//! Whole-entry write, read, and delete over a [`Backend`].
//!
//! An entry is never materialized as one record. Data block `n` lives at
//! `derive_chunk_id(root_identifier, n)` for `n = 0, 1, …`; the metadata
//! record is chunked the same way at `n = -1, -2, …`. Walking stops at the
//! first absent index.
//!
//! Writes and deletes are not transactional: a failure or cancellation
//! part-way leaves the chunks already processed in place.

use std::fmt;
use std::ops::ControlFlow;

use latebra_crypto_core::decoy::generate_decoy;
use latebra_crypto_core::kdf::{derive_chunk_id, ChunkId, RootSecrets};
use latebra_crypto_core::memory::{SecretBuffer, WipeRegistry};
use latebra_crypto_core::padding::{pad, unpad};
use latebra_crypto_core::symmetric::{decrypt_block, encrypt_block, sealed_len};
use zeroize::Zeroize;

use crate::backend::Backend;
use crate::config::MIN_BLOCK_SIZE;
use crate::error::StoreError;
use crate::metadata::EntryMetadata;
use crate::session::Session;

// ---------------------------------------------------------------------------
// Types
// ---------------------------------------------------------------------------

/// Which chunk sequence an operation is walking.
#[derive(Debug, Clone, Copy, PartialEq, Eq)]
pub enum Phase {
    /// Metadata chunks at negative indices.
    Metadata,
    /// Data chunks at non-negative indices.
    Data,
    /// Standalone decoy chunks.
    Decoys,
}

/// Reported to an observer after each chunk.
#[derive(Debug, Clone, Copy, PartialEq, Eq)]
pub struct ChunkProgress {
    /// Sequence being processed.
    pub phase: Phase,
    /// Chunks finished in this phase so far.
    pub completed: usize,
    /// Chunks expected in this phase, when known up front.
    pub total: Option<usize>,
}

/// Result of comparing recovered data against the declared length.
#[derive(Debug, Clone, Copy, PartialEq, Eq)]
pub enum Integrity {
    /// Recovered length matches the metadata.
    Complete,
    /// Recovered length differs from the metadata. Usually a lost chunk:
    /// a missing index ends the walk, so everything after it is dropped.
    Incomplete {
        /// Length recorded when the entry was written.
        declared: i64,
        /// Bytes actually recovered.
        recovered: usize,
    },
}

/// Plaintext of one entry plus its integrity verdict.
#[derive(Debug)]
pub struct RetrievedEntry {
    /// Reassembled plaintext.
    pub data: SecretBuffer,
    /// Whether the length matched the metadata.
    pub integrity: Integrity,
}

impl RetrievedEntry {
    /// `true` if the recovered length matches the declared one.
    #[must_use]
    pub const fn is_complete(&self) -> bool {
        matches!(self.integrity, Integrity::Complete)
    }
}

/// Chunks written for one entry.
#[derive(Debug, Clone, Copy, PartialEq, Eq)]
pub struct WriteSummary {
    /// Chunks at negative indices.
    pub metadata_chunks: usize,
    /// Chunks at non-negative indices.
    pub data_chunks: usize,
}

/// Outcome of a delete.
#[derive(Debug, Clone, Copy, PartialEq, Eq)]
pub enum RemoveOutcome {
    /// At least one chunk was deleted.
    Removed {
        /// Metadata and data chunks deleted.
        chunks: usize,
    },
    /// No chunk existed for this entry.
    NothingToRemove,
}

fn keep_going(_: &ChunkProgress) -> ControlFlow<()> {
    ControlFlow::Continue(())
}

fn notify<F>(observer: &mut F, progress: ChunkProgress) -> Result<(), StoreError>
where
    F: FnMut(&ChunkProgress) -> ControlFlow<()>,
{
    match observer(&progress) {
        ControlFlow::Continue(()) => Ok(()),
        ControlFlow::Break(()) => Err(StoreError::Cancelled),
    }
}

/// Chunk index of the `position`-th block of a sequence.
///
/// Data block `k` is at index `k`; metadata block `k` is at `-1 - k`.
fn chunk_index(phase: Phase, position: usize) -> Result<i64, StoreError> {
    let position = i64::try_from(position).ok();
    let index = match phase {
        Phase::Metadata => position.and_then(|p| (-1i64).checked_sub(p)),
        Phase::Data | Phase::Decoys => position,
    };
    index.ok_or_else(|| StoreError::Validation("entry has too many chunks".into()))
}

fn chunk_id(identifier: &SecretBuffer, index: i64) -> Result<ChunkId, StoreError> {
    let identifier = identifier.expose()?;
    Ok(derive_chunk_id(&identifier, index))
}

// ---------------------------------------------------------------------------
// EntryStore
// ---------------------------------------------------------------------------

/// Entry lifecycle on top of a content-addressed backend.
///
/// Every `*_with` method takes an observer that is called after each chunk;
/// returning `ControlFlow::Break(())` stops the operation with
/// [`StoreError::Cancelled`] (also after the final chunk). Chunks already
/// processed are left as they are.
pub struct EntryStore<B> {
    backend: B,
    registry: WipeRegistry,
    block_size: usize,
}

impl<B> fmt::Debug for EntryStore<B> {
    fn fmt(&self, f: &mut fmt::Formatter<'_>) -> fmt::Result {
        f.debug_struct("EntryStore")
            .field("block_size", &self.block_size)
            .finish_non_exhaustive()
    }
}
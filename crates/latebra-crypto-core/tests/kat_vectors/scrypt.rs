//! RFC 7914 Section 12: scrypt Known-Answer Test vectors.
//!
//! Vector 1 has an empty password and salt, which is exactly what
//! `derive_root` computes for an empty master secret and label, so it is
//! checked through our wrapper. Vector 2 needs a salt, so it is checked
//! against the `scrypt` crate directly.

use latebra_crypto_core::kdf::{derive_root, CostParameters};
use latebra_crypto_core::memory::WipeRegistry;

/// scrypt(P="", S="", N=16, r=1, p=1, dkLen=64)
const RFC7914_VECTOR_1: &str = "77d6576238657b203b19ca42c18a0497f16b4844e3074ae8dfdffa3fede21442\
                                fcd0069ded0948f8326a753a0fc81f17e8d3e0fb2e0d3628cf35e20c38d18906";

/// scrypt(P="password", S="NaCl", N=1024, r=8, p=16, dkLen=64)
const RFC7914_VECTOR_2: &str = "fdbabe1c9d3472007856e7190d01e9fe7c6ad7cbc8237830e77376634b373162\
                                2eaf30d92e22a3886ff109279d9830dac727afb94a83ee6d8360cbdfa2cc0640";

fn hex(s: &str) -> Vec<u8> {
    let compact: String = s.split_whitespace().collect();
    data_encoding::HEXLOWER.decode(compact.as_bytes()).unwrap()
}

#[test]
fn rfc7914_vector_1_through_derive_root() {
    let registry = WipeRegistry::new();
    // N = 16 is log2 exponent 4.
    let cost = CostParameters { n: 4, r: 1, p: 1 };
    let root = derive_root(&registry, b"", b"", &cost).unwrap();

    let expected = hex(RFC7914_VECTOR_1);
    assert_eq!(&*root.key().expose().unwrap(), &expected[..32]);
    assert_eq!(&*root.identifier().expose().unwrap(), &expected[32..]);
}

#[test]
fn rfc7914_vector_2_raw_scrypt() {
    let params = scrypt::Params::new(10, 8, 16, 64).unwrap();
    let mut output = [0u8; 64];
    scrypt::scrypt(b"password", b"NaCl", &params, &mut output).unwrap();
    assert_eq!(output.to_vec(), hex(RFC7914_VECTOR_2));
}

#[test]
fn password_and_label_are_concatenated() {
    // "pass" ‖ "word" and "pa" ‖ "ssword" hash the same input.
    let registry = WipeRegistry::new();
    let cost = CostParameters { n: 4, r: 1, p: 1 };
    let a = derive_root(&registry, b"pass", b"word", &cost).unwrap();
    let b = derive_root(&registry, b"pa", b"ssword", &cost).unwrap();
    assert_eq!(
        a.identifier().expose().unwrap().to_vec(),
        b.identifier().expose().unwrap().to_vec()
    );

    let params = scrypt::Params::new(4, 1, 1, 64).unwrap();
    let mut raw = [0u8; 64];
    scrypt::scrypt(b"password", b"", &params, &mut raw).unwrap();
    assert_eq!(&*a.key().expose().unwrap(), &raw[..32]);
}
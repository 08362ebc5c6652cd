use clap::builder::styling::{AnsiColor, Color, Style};
use clap::builder::Styles;
use crossterm::style::{Attribute, Stylize};
use unicode_width::UnicodeWidthStr;

// ═══════════════════════════════════════════════════════════════════════════════
// Clap Styles
// ═══════════════════════════════════════════════════════════════════════════════

pub fn get_styles() -> Styles {
    let heading = Style::new()
        .bold()
        .underline()
        .fg_color(Some(Color::Ansi(AnsiColor::Yellow)));
    let good = Style::new()
        .bold()
        .fg_color(Some(Color::Ansi(AnsiColor::Green)));
    let bad = Style::new()
        .bold()
        .fg_color(Some(Color::Ansi(AnsiColor::Red)));

    Styles::styled()
        .usage(heading)
        .header(heading)
        .literal(good)
        .valid(good)
        .invalid(bad)
        .error(bad)
        .placeholder(Style::new().fg_color(Some(Color::Ansi(AnsiColor::BrightBlack))))
}

// ═══════════════════════════════════════════════════════════════════════════════
// Palette
// ═══════════════════════════════════════════════════════════════════════════════

pub mod colors {
    use crossterm::style::Color;

    pub const AMBER: Color = Color::Rgb {
        r: 255,
        g: 191,
        b: 0,
    };
    pub const COFFEE: Color = Color::Rgb {
        r: 166,
        g: 123,
        b: 91,
    };
    pub const GREEN: Color = Color::Rgb {
        r: 80,
        g: 220,
        b: 120,
    };
    pub const RED: Color = Color::Rgb {
        r: 255,
        g: 85,
        b: 85,
    };
    pub const DIM: Color = Color::Rgb {
        r: 128,
        g: 128,
        b: 128,
    };
    pub const WHITE: Color = Color::Rgb {
        r: 255,
        g: 255,
        b: 255,
    };
}

mod box_chars {
    pub const ROUND_TOP_LEFT: &str = "╭";
    pub const ROUND_TOP_RIGHT: &str = "╮";
    pub const ROUND_BOTTOM_LEFT: &str = "╰";
    pub const ROUND_BOTTOM_RIGHT: &str = "╯";
    pub const HORIZONTAL: &str = "─";
    pub const VERTICAL: &str = "│";
    pub const T_LEFT: &str = "├";
    pub const T_RIGHT: &str = "┤";
    pub const T_TOP: &str = "┬";
    pub const T_BOTTOM: &str = "┴";
    pub const CROSS: &str = "┼";
    pub const STAR: &str = "★";
    pub const CHECK: &str = "✓";
    pub const CROSS_MARK: &str = "✗";
}

// ═══════════════════════════════════════════════════════════════════════════════
// Screen
// ═══════════════════════════════════════════════════════════════════════════════

pub fn print_banner(store_url: &str) {
    let title = format!("{} LOYALTY KIOSK {}", box_chars::STAR, box_chars::STAR);
    println!();
    println!("  {}", title.with(colors::AMBER).bold());
    println!(
        "  {}",
        format!("points store: {}", store_url).with(colors::DIM)
    );
    println!(
        "  {}",
        "Type 'help' for available commands"
            .with(colors::DIM)
            .attribute(Attribute::Italic)
    );
    println!();
}

pub fn print_success(message: &str) {
    println!(
        " {} {}",
        box_chars::CHECK.with(colors::GREEN).bold(),
        message.with(colors::GREEN)
    );
}

pub fn print_error(message: &str) {
    println!(
        " {} {}",
        box_chars::CROSS_MARK.with(colors::RED).bold(),
        message.with(colors::RED)
    );
}

/// One status line with the typed phone number and the last shown balance.
pub fn print_status(phone_input: &str, points: Option<u32>) {
    let phone = if phone_input.is_empty() {
        "(none)".to_string()
    } else {
        phone_input.to_string()
    };
    let points = points.map_or_else(|| "-".to_string(), |p| p.to_string());
    println!(
        "  {} {}   {} {}",
        "phone:".with(colors::DIM),
        phone.with(colors::WHITE).bold(),
        "points:".with(colors::DIM),
        points.with(colors::COFFEE).bold()
    );
}

pub fn get_prompt() -> String {
    format!("{} ", "☕>".with(colors::COFFEE).bold())
}

pub fn print_goodbye() {
    println!();
    println!("  {}", "Kiosk closed.".with(colors::AMBER).bold());
    println!();
}

// ═══════════════════════════════════════════════════════════════════════════════
// Table Display
// ═══════════════════════════════════════════════════════════════════════════════

pub struct TableBuilder {
    headers: Vec<String>,
    rows: Vec<Vec<String>>,
    col_widths: Vec<usize>,
}

impl TableBuilder {
    pub fn new(headers: Vec<&str>) -> Self {
        let col_widths: Vec<usize> = headers.iter().map(|h| h.width()).collect();
        TableBuilder {
            headers: headers.into_iter().map(String::from).collect(),
            rows: Vec::new(),
            col_widths,
        }
    }

    pub fn add_row(&mut self, row: Vec<String>) {
        for (i, cell) in row.iter().enumerate() {
            if i < self.col_widths.len() {
                self.col_widths[i] = self.col_widths[i].max(cell.width());
            }
        }
        self.rows.push(row);
    }

    fn print_border(&self, left: &str, middle: &str, right: &str) {
        print!("{}", left.with(colors::COFFEE));
        for (i, width) in self.col_widths.iter().enumerate() {
            print!("{}", box_chars::HORIZONTAL.repeat(width + 2).with(colors::COFFEE));
            if i + 1 < self.col_widths.len() {
                print!("{}", middle.with(colors::COFFEE));
            }
        }
        println!("{}", right.with(colors::COFFEE));
    }

    fn print_cells(&self, cells: &[String], header: bool) {
        print!("{}", box_chars::VERTICAL.with(colors::COFFEE));
        for (i, cell) in cells.iter().enumerate() {
            let width = self.col_widths.get(i).copied().unwrap_or(0);
            let padding = width.saturating_sub(cell.width());
            if header {
                print!(" {}{} ", cell.clone().with(colors::AMBER).bold(), " ".repeat(padding));
            } else {
                print!(" {}{} ", cell.clone().with(colors::WHITE), " ".repeat(padding));
            }
            print!("{}", box_chars::VERTICAL.with(colors::COFFEE));
        }
        println!();
    }

    pub fn print(&self) {
        self.print_border(
            box_chars::ROUND_TOP_LEFT,
            box_chars::T_TOP,
            box_chars::ROUND_TOP_RIGHT,
        );
        self.print_cells(&self.headers, true);
        self.print_border(box_chars::T_LEFT, box_chars::CROSS, box_chars::T_RIGHT);
        for row in &self.rows {
            self.print_cells(row, false);
        }
        self.print_border(
            box_chars::ROUND_BOTTOM_LEFT,
            box_chars::T_BOTTOM,
            box_chars::ROUND_BOTTOM_RIGHT,
        );
    }
}
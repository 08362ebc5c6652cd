//! Shared constants for end-to-end tests

// ============================================================================
// Phone numbers
// ============================================================================

/// Phone number used by the walk-through scenarios
pub const PHONE_NUMBER: &str = "0812345678";

/// A second customer
pub const OTHER_PHONE_NUMBER: &str = "0899999999";

/// Too short to be a mobile number
pub const SHORT_PHONE_NUMBER: &str = "12345";

// ============================================================================
// Point store
// ============================================================================

/// Access key the fake PostgREST server expects
pub const STORE_KEY: &str = "test-anon-key";

pub const POINTS_TABLE: &str = "points";

pub const HISTORY_TABLE: &str = "redemption_history";

// ============================================================================
// Timeouts
// ============================================================================

/// How long to wait for a spawned server to answer
pub const SERVER_READY_TIMEOUT_MS: u64 = 5000;

/// Delay between readiness probes
pub const SERVER_READY_POLL_INTERVAL_MS: u64 = 20;

/// Timeout of every test client request
pub const REQUEST_TIMEOUT_SECS: u64 = 10;
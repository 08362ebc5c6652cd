//! Request logging middleware

use crate::server::metrics::{categorize_endpoint, record_http_request};
use crate::server::state::ServerState;
use axum::extract::State;
use axum::{
    body::Body,
    http::{header::HeaderMap, Request, Response, StatusCode},
    middleware::Next,
    response::IntoResponse,
};
use std::time::Instant;
use tracing::{error, info};

#[derive(PartialEq, PartialOrd, Clone, Debug, Default, clap::ValueEnum)]
pub enum RequestsLoggingLevel {
    None,
    #[default]
    Path,
    Headers,
    Body,
}

impl std::fmt::Display for RequestsLoggingLevel {
    fn fmt(&self, f: &mut std::fmt::Formatter<'_>) -> std::fmt::Result {
        write!(f, "{:?}", self)
    }
}

const MAX_LOGGABLE_BODY_LENGTH: usize = 1024;

enum ContentLength {
    Known(usize),
    Unknown(&'static str),
}

fn parse_content_length(headers: &HeaderMap) -> ContentLength {
    let Some(value) = headers.get("content-length") else {
        return ContentLength::Unknown("Content-length not set.");
    };
    let Ok(str_value) = value.to_str() else {
        return ContentLength::Unknown("Could not get Content-length string value.");
    };
    match str_value.parse::<usize>() {
        Ok(x) => ContentLength::Known(x),
        Err(_) => ContentLength::Unknown("Could not parse Content-length numeric value."),
    }
}

fn internal_error() -> Response<Body> {
    (StatusCode::INTERNAL_SERVER_ERROR, "Internal Server Error").into_response()
}

/// Reads a small body fully so it can be logged, handing back a replacement body.
async fn log_body(label: &str, headers: &HeaderMap, body: Body) -> Option<Body> {
    match parse_content_length(headers) {
        ContentLength::Unknown(reason) => {
            info!("  {} Body: {}", label, reason);
            Some(body)
        }
        ContentLength::Known(size) if size < MAX_LOGGABLE_BODY_LENGTH => {
            match axum::body::to_bytes(body, size).await {
                Ok(bytes) => {
                    info!("  {} Body:\n{}", label, String::from_utf8_lossy(&bytes));
                    Some(Body::from(bytes))
                }
                Err(err) => {
                    error!("Failed to read {} body: {:?}", label, err);
                    None
                }
            }
        }
        ContentLength::Known(size) => {
            info!(
                "  {} Body: Too big to log ({:#})",
                label,
                byte_unit::Byte::from(size)
            );
            Some(body)
        }
    }
}

pub async fn log_requests(
    State(state): State<ServerState>,
    request: Request<Body>,
    next: Next,
) -> impl IntoResponse {
    let level = state.config.requests_logging_level.clone();
    let start = Instant::now();

    let method = request.method().to_string();
    let uri = request.uri().to_string();
    let path = request.uri().path().to_string();

    if level > RequestsLoggingLevel::None {
        info!(">>> {} {}", method, uri);
    }

    if level >= RequestsLoggingLevel::Headers {
        info!("  Req Headers:");
        for (name, value) in request.headers().iter() {
            info!("    {:?}: {:?}", name, value);
        }
    }

    let request = if level >= RequestsLoggingLevel::Body {
        let (parts, body) = request.into_parts();
        match log_body("Req", &parts.headers, body).await {
            Some(body) => Request::from_parts(parts, body),
            None => return internal_error(),
        }
    } else {
        request
    };

    let response = next.run(request).await;

    if level >= RequestsLoggingLevel::Headers {
        info!("  Resp Headers:");
        for (name, value) in response.headers().iter() {
            info!("    {:?}: {:?}", name, value);
        }
    }

    let response = if level >= RequestsLoggingLevel::Body {
        let (parts, body) = response.into_parts();
        match log_body("Resp", &parts.headers, body).await {
            Some(body) => Response::from_parts(parts, body),
            None => return internal_error(),
        }
    } else {
        response
    };

    let status = response.status().as_u16();
    let duration = start.elapsed();

    if level > RequestsLoggingLevel::None {
        info!("<<< {} ({}ms)", status, duration.as_millis());
    }

    record_http_request(&method, &categorize_endpoint(&path), status, duration);

    response
}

> **WORK REQUEST**: All lines above that hold the string "ControlFlow" should be copied.

> **RESPONSE TO THE TASK**:
use std::ops::ControlFlow;
fn keep_going(_: &ChunkProgress) -> ControlFlow<()> {
    ControlFlow::Continue(())
    F: FnMut(&ChunkProgress) -> ControlFlow<()>,
        ControlFlow::Continue(()) => Ok(()),
        ControlFlow::Break(()) => Err(StoreError::Cancelled),
/// returning `ControlFlow::Break(())` stops the operation with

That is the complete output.